Comb the records below for the string "skipping" and copy each line where it turns up.

Records to process: Begin

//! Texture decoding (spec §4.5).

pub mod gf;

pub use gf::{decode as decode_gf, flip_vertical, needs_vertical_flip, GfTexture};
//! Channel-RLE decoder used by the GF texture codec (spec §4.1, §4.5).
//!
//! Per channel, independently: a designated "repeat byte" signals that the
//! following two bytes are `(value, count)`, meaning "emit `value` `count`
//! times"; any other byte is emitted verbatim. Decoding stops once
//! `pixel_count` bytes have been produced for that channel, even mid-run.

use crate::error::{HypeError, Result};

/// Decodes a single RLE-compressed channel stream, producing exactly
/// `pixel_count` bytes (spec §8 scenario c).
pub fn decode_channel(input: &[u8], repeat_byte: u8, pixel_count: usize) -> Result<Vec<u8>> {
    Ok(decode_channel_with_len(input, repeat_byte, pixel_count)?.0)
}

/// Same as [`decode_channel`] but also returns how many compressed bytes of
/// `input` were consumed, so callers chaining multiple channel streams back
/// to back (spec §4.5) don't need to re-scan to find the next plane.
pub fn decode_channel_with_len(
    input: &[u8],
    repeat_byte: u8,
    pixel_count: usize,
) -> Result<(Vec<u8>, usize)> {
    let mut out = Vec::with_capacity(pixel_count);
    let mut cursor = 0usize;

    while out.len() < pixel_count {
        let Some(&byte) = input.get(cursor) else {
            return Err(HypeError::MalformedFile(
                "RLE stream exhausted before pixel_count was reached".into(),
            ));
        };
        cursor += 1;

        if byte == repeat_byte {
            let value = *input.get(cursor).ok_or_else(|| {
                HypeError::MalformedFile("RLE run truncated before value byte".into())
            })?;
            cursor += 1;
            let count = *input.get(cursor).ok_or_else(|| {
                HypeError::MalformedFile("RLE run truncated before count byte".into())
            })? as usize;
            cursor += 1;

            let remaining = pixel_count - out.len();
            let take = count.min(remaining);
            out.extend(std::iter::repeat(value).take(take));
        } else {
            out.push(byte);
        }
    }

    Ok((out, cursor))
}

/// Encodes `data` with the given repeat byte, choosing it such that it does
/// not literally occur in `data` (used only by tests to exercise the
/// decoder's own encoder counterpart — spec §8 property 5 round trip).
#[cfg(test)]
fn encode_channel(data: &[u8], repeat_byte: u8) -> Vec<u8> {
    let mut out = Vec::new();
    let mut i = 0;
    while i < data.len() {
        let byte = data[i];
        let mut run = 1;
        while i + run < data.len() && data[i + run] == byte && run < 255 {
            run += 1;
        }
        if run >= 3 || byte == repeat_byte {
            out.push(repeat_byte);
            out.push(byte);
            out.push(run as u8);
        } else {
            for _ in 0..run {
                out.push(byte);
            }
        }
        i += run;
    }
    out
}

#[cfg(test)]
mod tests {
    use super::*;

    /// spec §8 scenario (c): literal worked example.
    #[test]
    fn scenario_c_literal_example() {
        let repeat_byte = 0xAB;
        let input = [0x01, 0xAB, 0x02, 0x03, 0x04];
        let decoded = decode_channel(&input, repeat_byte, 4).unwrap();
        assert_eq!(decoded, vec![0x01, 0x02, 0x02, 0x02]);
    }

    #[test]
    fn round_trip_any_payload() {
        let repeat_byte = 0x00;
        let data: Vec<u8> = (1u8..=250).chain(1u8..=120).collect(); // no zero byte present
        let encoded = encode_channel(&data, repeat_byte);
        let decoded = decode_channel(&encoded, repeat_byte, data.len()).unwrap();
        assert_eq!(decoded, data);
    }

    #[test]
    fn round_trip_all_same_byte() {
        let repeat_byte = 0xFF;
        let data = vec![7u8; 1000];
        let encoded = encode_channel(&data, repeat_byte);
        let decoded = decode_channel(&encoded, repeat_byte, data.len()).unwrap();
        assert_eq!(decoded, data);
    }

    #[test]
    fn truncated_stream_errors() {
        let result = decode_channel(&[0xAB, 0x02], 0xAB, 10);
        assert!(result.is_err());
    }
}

Records to process: End
Records to process: Begin

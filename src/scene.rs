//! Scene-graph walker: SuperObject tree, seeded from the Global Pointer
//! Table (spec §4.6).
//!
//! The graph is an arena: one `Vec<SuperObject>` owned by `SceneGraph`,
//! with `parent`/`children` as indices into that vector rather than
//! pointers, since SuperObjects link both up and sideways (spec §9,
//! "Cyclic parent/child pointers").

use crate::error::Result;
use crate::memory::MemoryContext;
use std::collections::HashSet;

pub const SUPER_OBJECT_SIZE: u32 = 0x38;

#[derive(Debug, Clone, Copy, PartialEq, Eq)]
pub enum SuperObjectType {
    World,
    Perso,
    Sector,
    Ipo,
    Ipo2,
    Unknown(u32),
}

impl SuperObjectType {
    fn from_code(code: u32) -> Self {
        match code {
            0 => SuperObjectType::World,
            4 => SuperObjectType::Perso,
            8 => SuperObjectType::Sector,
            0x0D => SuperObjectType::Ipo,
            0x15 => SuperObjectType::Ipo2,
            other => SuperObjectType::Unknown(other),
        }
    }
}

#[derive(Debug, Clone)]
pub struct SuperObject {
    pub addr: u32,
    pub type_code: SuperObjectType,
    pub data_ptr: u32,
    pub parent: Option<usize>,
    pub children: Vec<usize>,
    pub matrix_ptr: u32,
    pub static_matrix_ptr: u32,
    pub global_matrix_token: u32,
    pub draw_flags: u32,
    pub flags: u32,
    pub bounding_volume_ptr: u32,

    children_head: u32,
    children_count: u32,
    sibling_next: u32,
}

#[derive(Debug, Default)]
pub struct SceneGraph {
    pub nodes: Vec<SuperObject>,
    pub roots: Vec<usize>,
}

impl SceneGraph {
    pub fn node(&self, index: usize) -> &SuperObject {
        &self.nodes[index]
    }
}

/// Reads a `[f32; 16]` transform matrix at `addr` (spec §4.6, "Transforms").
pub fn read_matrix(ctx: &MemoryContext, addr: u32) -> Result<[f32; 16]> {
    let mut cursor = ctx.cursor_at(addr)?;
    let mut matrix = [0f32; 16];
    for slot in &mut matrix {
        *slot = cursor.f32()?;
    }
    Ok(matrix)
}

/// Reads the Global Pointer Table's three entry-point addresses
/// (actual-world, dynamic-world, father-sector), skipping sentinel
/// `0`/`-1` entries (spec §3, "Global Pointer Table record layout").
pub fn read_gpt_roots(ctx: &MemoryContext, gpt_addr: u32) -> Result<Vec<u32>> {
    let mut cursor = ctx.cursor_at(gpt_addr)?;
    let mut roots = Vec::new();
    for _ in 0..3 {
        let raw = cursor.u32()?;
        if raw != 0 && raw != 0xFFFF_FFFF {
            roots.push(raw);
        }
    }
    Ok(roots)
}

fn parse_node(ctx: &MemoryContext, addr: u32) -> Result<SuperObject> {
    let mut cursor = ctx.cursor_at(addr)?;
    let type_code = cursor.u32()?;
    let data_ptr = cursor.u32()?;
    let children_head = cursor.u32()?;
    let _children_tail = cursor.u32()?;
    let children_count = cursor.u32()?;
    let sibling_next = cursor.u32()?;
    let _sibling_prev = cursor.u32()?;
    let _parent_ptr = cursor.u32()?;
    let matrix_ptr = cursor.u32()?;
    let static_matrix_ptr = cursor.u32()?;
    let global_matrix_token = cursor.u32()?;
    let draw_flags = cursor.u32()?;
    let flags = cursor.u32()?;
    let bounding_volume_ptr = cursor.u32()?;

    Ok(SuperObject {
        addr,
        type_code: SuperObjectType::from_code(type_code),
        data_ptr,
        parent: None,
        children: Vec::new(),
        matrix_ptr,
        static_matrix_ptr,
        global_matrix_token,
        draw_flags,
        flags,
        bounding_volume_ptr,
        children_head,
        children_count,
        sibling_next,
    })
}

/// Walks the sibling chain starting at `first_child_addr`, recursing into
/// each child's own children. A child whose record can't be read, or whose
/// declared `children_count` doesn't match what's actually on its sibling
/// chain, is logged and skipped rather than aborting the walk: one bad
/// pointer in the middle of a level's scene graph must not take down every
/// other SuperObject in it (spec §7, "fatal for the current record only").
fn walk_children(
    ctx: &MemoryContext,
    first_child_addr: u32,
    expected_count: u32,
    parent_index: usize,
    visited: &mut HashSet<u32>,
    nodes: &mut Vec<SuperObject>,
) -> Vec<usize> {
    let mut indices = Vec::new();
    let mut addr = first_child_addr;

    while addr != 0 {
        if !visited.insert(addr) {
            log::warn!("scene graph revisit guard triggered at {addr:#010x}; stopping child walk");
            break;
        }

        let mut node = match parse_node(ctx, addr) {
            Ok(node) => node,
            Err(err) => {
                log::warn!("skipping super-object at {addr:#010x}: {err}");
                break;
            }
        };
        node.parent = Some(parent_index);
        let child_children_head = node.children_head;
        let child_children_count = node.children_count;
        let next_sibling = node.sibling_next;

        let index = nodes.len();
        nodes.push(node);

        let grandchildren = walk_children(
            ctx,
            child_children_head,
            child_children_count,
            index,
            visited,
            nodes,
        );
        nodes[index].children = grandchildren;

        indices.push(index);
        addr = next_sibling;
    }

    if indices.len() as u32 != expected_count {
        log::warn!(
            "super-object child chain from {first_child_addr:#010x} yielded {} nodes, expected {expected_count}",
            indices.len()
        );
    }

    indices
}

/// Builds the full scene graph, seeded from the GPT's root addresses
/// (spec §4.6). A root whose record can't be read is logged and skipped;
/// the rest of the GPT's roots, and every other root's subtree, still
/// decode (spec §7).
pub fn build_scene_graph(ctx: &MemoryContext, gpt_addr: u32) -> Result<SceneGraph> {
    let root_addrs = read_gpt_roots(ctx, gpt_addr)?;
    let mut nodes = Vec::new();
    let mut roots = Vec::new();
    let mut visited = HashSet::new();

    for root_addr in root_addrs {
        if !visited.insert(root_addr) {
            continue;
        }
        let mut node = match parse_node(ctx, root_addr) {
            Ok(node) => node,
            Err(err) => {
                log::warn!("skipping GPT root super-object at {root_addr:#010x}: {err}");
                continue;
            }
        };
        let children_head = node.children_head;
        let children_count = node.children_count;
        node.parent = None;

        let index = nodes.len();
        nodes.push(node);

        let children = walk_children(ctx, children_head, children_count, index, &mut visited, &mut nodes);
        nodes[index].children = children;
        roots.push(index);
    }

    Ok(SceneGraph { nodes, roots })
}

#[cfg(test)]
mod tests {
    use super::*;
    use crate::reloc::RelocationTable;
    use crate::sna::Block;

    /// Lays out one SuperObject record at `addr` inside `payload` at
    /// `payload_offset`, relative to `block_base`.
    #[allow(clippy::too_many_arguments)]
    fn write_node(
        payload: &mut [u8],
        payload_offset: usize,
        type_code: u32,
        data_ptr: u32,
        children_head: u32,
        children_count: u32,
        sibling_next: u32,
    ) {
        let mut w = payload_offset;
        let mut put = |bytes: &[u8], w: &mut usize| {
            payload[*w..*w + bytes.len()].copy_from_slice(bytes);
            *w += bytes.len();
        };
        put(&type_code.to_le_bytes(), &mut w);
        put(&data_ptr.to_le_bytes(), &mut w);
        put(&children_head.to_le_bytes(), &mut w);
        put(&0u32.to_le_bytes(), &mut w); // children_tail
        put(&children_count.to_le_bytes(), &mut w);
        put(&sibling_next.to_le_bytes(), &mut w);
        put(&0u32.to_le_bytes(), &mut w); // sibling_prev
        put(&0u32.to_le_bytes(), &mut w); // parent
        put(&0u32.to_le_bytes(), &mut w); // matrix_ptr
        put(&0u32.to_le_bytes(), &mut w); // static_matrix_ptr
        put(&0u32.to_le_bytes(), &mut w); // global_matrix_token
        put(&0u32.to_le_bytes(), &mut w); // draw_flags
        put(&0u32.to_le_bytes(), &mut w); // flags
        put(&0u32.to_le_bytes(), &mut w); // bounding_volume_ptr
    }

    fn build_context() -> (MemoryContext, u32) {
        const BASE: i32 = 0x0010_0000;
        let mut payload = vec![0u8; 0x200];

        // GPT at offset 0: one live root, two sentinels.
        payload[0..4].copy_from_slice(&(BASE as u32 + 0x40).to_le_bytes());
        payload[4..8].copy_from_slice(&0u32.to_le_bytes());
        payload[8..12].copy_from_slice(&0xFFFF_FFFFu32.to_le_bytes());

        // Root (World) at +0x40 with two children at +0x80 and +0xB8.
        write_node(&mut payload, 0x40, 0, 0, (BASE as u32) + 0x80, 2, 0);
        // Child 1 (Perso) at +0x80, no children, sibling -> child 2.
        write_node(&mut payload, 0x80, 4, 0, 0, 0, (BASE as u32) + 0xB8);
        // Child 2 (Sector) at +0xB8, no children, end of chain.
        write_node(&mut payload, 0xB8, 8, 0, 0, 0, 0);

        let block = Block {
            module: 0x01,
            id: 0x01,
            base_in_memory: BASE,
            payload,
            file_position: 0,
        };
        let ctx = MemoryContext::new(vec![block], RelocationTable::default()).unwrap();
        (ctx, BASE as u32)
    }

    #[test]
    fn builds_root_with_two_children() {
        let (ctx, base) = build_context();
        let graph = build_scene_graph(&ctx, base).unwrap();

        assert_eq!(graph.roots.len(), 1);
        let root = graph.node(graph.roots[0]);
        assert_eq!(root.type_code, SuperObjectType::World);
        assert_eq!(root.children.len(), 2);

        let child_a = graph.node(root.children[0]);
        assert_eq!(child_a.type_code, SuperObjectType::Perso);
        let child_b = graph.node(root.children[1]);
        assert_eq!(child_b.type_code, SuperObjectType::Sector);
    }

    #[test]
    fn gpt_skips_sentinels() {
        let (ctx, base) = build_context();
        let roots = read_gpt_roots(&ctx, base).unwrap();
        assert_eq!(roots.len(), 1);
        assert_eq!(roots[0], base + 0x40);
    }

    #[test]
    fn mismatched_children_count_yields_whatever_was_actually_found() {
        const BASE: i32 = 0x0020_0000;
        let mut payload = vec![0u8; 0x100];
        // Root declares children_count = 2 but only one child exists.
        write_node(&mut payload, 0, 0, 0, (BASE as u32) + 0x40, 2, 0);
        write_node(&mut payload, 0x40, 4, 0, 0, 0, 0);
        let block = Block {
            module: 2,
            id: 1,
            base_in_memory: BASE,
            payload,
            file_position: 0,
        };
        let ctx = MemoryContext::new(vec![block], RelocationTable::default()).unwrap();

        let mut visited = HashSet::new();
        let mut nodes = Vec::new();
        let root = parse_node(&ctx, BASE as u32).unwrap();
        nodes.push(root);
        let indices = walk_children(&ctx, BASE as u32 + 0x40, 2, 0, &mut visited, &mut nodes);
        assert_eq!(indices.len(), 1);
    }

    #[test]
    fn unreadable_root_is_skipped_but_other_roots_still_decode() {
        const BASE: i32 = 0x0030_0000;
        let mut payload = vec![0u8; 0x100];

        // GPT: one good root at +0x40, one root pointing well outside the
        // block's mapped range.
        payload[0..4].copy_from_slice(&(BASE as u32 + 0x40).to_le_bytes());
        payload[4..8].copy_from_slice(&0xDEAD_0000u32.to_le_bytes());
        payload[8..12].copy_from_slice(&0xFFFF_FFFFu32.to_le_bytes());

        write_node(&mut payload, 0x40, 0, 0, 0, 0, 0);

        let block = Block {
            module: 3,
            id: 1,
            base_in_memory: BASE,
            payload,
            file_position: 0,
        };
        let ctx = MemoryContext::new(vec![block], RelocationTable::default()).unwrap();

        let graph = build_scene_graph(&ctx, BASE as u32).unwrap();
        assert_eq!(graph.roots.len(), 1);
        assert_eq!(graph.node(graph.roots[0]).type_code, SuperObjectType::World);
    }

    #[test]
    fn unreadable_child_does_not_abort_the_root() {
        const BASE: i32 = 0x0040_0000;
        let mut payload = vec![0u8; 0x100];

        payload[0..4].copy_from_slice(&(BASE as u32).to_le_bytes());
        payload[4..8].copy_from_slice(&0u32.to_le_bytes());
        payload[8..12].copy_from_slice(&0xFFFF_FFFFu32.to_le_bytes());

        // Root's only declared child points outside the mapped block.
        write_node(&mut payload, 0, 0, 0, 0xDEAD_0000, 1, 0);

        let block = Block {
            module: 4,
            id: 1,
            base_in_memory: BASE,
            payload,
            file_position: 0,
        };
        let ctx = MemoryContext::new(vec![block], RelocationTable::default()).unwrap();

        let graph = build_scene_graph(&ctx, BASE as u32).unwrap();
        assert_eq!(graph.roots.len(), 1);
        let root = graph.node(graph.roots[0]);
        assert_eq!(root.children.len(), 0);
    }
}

Records to process: End

Answer to the problem
/// (actual-world, dynamic-world, father-sector), skipping sentinel
                log::warn!("skipping super-object at {addr:#010x}: {err}");
                log::warn!("skipping GPT root super-object at {root_addr:#010x}: {err}");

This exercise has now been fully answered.